— What needs to be done —
Every line that holds the word "updates" needs to be copied from the data below.

[Opening Provided material section]

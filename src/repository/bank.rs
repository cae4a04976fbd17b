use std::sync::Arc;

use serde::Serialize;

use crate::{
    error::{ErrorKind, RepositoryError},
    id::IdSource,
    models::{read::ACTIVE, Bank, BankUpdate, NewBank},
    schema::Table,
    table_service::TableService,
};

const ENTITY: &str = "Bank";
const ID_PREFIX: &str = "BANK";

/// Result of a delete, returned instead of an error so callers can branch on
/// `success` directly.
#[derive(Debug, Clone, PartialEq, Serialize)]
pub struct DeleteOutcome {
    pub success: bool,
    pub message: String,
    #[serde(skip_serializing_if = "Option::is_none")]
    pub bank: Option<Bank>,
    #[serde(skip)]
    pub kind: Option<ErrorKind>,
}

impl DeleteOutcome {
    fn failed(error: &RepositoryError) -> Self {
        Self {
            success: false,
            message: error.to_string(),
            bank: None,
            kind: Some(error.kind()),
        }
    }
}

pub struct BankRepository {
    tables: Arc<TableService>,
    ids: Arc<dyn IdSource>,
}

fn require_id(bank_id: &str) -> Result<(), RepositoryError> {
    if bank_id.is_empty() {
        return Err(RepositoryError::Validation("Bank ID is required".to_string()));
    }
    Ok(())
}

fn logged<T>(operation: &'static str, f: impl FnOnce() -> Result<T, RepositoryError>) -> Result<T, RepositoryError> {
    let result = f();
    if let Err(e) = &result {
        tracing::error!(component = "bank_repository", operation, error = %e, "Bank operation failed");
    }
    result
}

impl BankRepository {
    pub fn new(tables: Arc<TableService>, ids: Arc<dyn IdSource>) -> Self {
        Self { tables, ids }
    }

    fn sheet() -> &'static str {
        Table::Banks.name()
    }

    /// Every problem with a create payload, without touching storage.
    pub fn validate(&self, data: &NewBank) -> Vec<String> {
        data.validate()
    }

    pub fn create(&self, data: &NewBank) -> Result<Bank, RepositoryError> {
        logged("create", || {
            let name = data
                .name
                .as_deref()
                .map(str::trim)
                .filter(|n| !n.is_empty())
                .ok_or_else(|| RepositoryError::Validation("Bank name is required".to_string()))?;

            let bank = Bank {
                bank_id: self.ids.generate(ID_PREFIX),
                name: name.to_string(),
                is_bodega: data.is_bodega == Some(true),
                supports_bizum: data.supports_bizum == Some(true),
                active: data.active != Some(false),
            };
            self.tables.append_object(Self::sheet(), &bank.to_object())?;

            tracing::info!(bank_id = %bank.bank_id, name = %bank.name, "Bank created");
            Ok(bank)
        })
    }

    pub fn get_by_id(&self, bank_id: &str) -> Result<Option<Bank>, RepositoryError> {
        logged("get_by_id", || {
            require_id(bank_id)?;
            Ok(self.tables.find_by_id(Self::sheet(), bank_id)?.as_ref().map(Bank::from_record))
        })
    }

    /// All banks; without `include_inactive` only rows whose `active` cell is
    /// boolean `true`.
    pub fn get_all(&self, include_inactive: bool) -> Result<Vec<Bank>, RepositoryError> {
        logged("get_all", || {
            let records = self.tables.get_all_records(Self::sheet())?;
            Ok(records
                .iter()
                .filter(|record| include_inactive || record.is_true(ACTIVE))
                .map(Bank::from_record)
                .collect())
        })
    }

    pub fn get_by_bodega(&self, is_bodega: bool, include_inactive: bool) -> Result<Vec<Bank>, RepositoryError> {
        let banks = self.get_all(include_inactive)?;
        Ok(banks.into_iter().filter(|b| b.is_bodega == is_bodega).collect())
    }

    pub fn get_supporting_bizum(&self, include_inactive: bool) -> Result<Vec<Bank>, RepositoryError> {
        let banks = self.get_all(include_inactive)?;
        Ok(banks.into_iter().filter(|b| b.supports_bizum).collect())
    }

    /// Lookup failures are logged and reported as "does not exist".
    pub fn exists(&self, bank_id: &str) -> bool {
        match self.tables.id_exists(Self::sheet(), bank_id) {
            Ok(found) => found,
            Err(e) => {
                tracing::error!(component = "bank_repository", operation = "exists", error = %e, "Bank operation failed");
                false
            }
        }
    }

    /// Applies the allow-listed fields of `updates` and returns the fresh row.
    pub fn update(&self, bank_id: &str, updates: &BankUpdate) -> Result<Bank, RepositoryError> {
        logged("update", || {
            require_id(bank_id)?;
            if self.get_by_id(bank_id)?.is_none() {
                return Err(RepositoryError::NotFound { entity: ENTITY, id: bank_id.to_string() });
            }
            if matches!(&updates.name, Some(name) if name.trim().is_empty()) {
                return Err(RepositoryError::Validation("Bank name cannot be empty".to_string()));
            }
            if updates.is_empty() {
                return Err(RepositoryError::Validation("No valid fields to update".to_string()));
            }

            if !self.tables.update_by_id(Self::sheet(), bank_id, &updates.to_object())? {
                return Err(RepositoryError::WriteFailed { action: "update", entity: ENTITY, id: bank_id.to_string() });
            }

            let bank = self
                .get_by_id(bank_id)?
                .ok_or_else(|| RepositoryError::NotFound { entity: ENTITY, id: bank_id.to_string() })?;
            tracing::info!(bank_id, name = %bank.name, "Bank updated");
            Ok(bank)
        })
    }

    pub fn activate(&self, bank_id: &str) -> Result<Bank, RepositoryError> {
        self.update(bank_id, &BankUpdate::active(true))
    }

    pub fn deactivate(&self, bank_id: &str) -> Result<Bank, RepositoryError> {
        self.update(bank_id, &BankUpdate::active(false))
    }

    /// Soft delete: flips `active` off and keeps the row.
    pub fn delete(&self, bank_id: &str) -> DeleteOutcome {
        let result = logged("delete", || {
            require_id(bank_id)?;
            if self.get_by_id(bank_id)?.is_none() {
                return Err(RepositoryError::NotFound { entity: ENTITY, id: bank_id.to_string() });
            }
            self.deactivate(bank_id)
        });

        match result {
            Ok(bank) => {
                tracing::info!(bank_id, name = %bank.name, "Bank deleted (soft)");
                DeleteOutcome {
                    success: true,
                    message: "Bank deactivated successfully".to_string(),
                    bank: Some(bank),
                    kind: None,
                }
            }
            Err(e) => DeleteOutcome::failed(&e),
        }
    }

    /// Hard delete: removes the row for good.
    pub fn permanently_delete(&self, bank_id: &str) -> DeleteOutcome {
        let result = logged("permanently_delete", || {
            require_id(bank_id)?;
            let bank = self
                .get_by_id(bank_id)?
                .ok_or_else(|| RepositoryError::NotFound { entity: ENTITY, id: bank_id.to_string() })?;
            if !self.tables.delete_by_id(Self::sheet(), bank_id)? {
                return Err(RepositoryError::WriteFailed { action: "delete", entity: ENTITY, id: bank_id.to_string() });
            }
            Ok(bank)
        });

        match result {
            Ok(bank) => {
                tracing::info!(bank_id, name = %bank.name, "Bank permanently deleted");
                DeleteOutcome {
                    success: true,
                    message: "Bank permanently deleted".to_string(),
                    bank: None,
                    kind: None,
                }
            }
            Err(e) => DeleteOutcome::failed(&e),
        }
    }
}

[Closing Provided material section]

— Exercise output —
    /// Applies the allow-listed fields of `updates` and returns the fresh row.
    pub fn update(&self, bank_id: &str, updates: &BankUpdate) -> Result<Bank, RepositoryError> {
            if matches!(&updates.name, Some(name) if name.trim().is_empty()) {
            if updates.is_empty() {
            if !self.tables.update_by_id(Self::sheet(), bank_id, &updates.to_object())? {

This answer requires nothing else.